Palm Desert

This adorable desert superstar doesn't make the weather but she does predict it

It's time again for kids to guess when Mojave Maxine will step out of her burrow and into the spring-like sunshine.

The Living Desert Zoo and Gardens

What to Know

  • Mojave Maxine is a desert tortoise
  • The Living Desert Zoo and Gardens celebrity exits her burrow when she senses spring is near; kids around the region enter guesses as to when she will emerge
  • She has concluded her annual brumation in late January and early February in recent years; there was a March emergence in 2013

SPRING'S SWEETEST PREDICTOR: While we often claim that the weather in late fall and the earliest weeks of winter is "chilly" around the Southern California desert, we could just as easily call cooler temperatures "shelly," at least if we wanted to pay homage to a particular, and particularly offbeat, weather reporter. It's Mojave Maxine we're rhapsodizing about, the Living Desert Zoo and Garden's fetching and famous desert tortoise. Nope, Maxine doesn't have pull-down maps of various cloud patterns inside her burrow, nor does she raise a claw to the wind to determine if rain is on the way. But for several years now, people around the Palm Desert animal park, and far beyond, have said that spring is on the way, at least in the region, when Maxine concludes her brumation, which is like hibernation for reptiles.

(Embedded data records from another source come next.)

//! # Database Migrations
//!
//! Embedded SQL migrations for the inventory ledger.
//!
//! ## How Migrations Work
//! ```text
//! ┌─────────────────────────────────────────────────────────────────────────┐
//! │                      Migration Process                                  │
//! │                                                                         │
//! │  Database::new()                                                       │
//! │       │                                                                 │
//! │       ▼                                                                 │
//! │  Check _sqlx_migrations table                                          │
//! │       │                                                                 │
//! │       ├── Table doesn't exist? Create it                               │
//! │       │                                                                 │
//! │       ▼                                                                 │
//! │  Compare embedded migrations vs applied                                │
//! │       │                                                                 │
//! │       └── 001_inventory_ledger.sql  ⬜ (runs once per database file)   │
//! │       │                                                                 │
//! │       ▼                                                                 │
//! │  Record in _sqlx_migrations                                            │
//! │                                                                         │
//! └─────────────────────────────────────────────────────────────────────────┘
//! ```
//!
//! ## Adding New Migrations
//!
//! 1. Create a new file in `migrations/sqlite/` with the next sequence number
//! 2. Name format: `NNN_description.sql`
//! 3. **NEVER** modify existing migrations - always add new ones
//! 4. Never add statements that UPDATE or DELETE `movement_ledger` rows; the
//!    append-only triggers will abort them anyway

use sqlx::SqlitePool;
use tracing::info;

use crate::error::DbResult;

/// Embedded migrations from the `migrations/sqlite` directory.
static MIGRATOR: sqlx::migrate::Migrator = sqlx::migrate!("../../migrations/sqlite");

/// Runs all pending database migrations.
///
/// ## Safety
/// - Idempotent: safe to run multiple times
/// - Transactional: each migration runs in a transaction
/// - Ordered: migrations run in filename order (001, 002, ...)
pub async fn run_migrations(pool: &SqlitePool) -> DbResult<()> {
    info!("Checking for pending migrations");

    MIGRATOR.run(pool).await?;

    info!("All migrations applied successfully");
    Ok(())
}

/// Returns `(total_migrations, applied_migrations)` for diagnostics.
pub async fn migration_status(pool: &SqlitePool) -> DbResult<(usize, usize)> {
    let total = MIGRATOR.migrations.len();

    let applied: i64 = sqlx::query_scalar("SELECT COUNT(*) FROM _sqlx_migrations")
        .fetch_one(pool)
        .await
        .unwrap_or(0);

    Ok((total, applied as usize))
}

A MAXINE-CENTERED CONTEST... is now afoot — or perhaps we mean "aclaw" — and it adorably asks kids around the region to guess when the trundling titan of weather knowledge will finally emerge from her burrow, a silent but profound proclamation that the desert wintertime is wrapping up. In bygone years, the tortoise has left her cozy den in late January or early February, though she pushed into early March just over a decade ago. The quirky contest, which asks kids to name the date and time that Maxine will make her official exit, is open to K-12 students in Imperial, Riverside, and San Bernardino Counties. T-shirts and a Living Desert visit are the super-nifty prizes (just read all the details before entering).

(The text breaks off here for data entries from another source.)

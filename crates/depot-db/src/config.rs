//! # Engine Configuration
//!
//! Configuration is loaded from environment variables with fallback to defaults.
//!
//! | Variable                    | Default      | Meaning                                  |
//! |-----------------------------|--------------|------------------------------------------|
//! | `DEPOT_DATABASE_PATH`       | `./depot.db` | SQLite file                              |
//! | `DEPOT_MAX_CONNECTIONS`     | `8`          | Pool size                                |
//! | `DEPOT_BUSY_TIMEOUT_MS`     | `5000`       | How long a writer waits for the lock     |
//! | `DEPOT_DEFAULT_POLICY`      | `fifo`       | Allocation order for owners w/o a policy |
//! | `DEPOT_PUTAWAY_MATCH_DATES` | `false`      | Putaway merge also compares lot dates    |
//!
//! Owner rows in `inventory_policies` override the two policy defaults.

use serde::{Deserialize, Serialize};
use std::env;
use std::path::PathBuf;
use std::time::Duration;

use depot_core::AllocationPolicy;

use crate::pool::DbConfig;

/// Engine configuration.
#[derive(Debug, Clone, Serialize, Deserialize)]
pub struct EngineConfig {
    /// SQLite database file.
    pub database_path: PathBuf,

    /// Maximum pooled connections (one per concurrent request worker).
    pub max_connections: u32,

    /// Writer lock wait before SQLite reports the row as contended.
    pub busy_timeout_ms: u64,

    /// Ordering for owners without an `inventory_policies` row.
    pub default_policy: AllocationPolicy,

    /// Putaway merge compares rec/prod/exp dates for owners without a row.
    pub putaway_match_dates: bool,
}

impl Default for EngineConfig {
    fn default() -> Self {
        EngineConfig {
            database_path: PathBuf::from("./depot.db"),
            max_connections: 8,
            busy_timeout_ms: 5000,
            default_policy: AllocationPolicy::Fifo,
            putaway_match_dates: false,
        }
    }
}

impl EngineConfig {
    /// Load configuration from environment variables.
    pub fn load() -> Result<Self, ConfigError> {
        let defaults = EngineConfig::default();

        let config = EngineConfig {
            database_path: env::var("DEPOT_DATABASE_PATH")
                .map(PathBuf::from)
                .unwrap_or(defaults.database_path),

            max_connections: parse_var("DEPOT_MAX_CONNECTIONS", defaults.max_connections)?,

            busy_timeout_ms: parse_var("DEPOT_BUSY_TIMEOUT_MS", defaults.busy_timeout_ms)?,

            default_policy: parse_var("DEPOT_DEFAULT_POLICY", defaults.default_policy)?,

            putaway_match_dates: parse_var(
                "DEPOT_PUTAWAY_MATCH_DATES",
                defaults.putaway_match_dates,
            )?,
        };

        if config.max_connections == 0 {
            return Err(ConfigError::InvalidValue("DEPOT_MAX_CONNECTIONS".to_string()));
        }

        Ok(config)
    }

    /// Pool settings derived from this configuration.
    pub fn db_config(&self) -> DbConfig {
        DbConfig::new(&self.database_path)
            .max_connections(self.max_connections)
            .busy_timeout(Duration::from_millis(self.busy_timeout_ms))
    }
}

/// Policy defaults the engines fall back to when an owner has no
/// `inventory_policies` row.
#[derive(Debug, Clone, Copy, Default, PartialEq, Eq)]
pub struct EngineSettings {
    pub default_policy: AllocationPolicy,
    pub putaway_match_dates: bool,
}

impl From<&EngineConfig> for EngineSettings {
    fn from(config: &EngineConfig) -> Self {
        EngineSettings {
            default_policy: config.default_policy,
            putaway_match_dates: config.putaway_match_dates,
        }
    }
}

fn parse_var<T: std::str::FromStr>(name: &str, default: T) -> Result<T, ConfigError> {
    match env::var(name) {
        Ok(raw) => raw
            .trim()
            .parse()
            .map_err(|_| ConfigError::InvalidValue(name.to_string())),
        Err(_) => Ok(default),
    }
}

/// Configuration error types.
#[derive(Debug, thiserror::Error)]
pub enum ConfigError {
    #[error("Invalid value for {0}")]
    InvalidValue(String),
}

FEELING "SHELLY": Even if you're not a K-12 student, you can still follow the tortoise's brumation updates on social media, especially if you count yourself as a weather maven and/or tortoise aficionado, as so many of us are. And here's another truth: Everyone loves Mojave Maxine, the Punxsutawney Phil of the California desert. So yes, we'll be feeling "shelly" this time of year, instead of "chilly," all to honor Palm Desert's powerhouse prognosticator.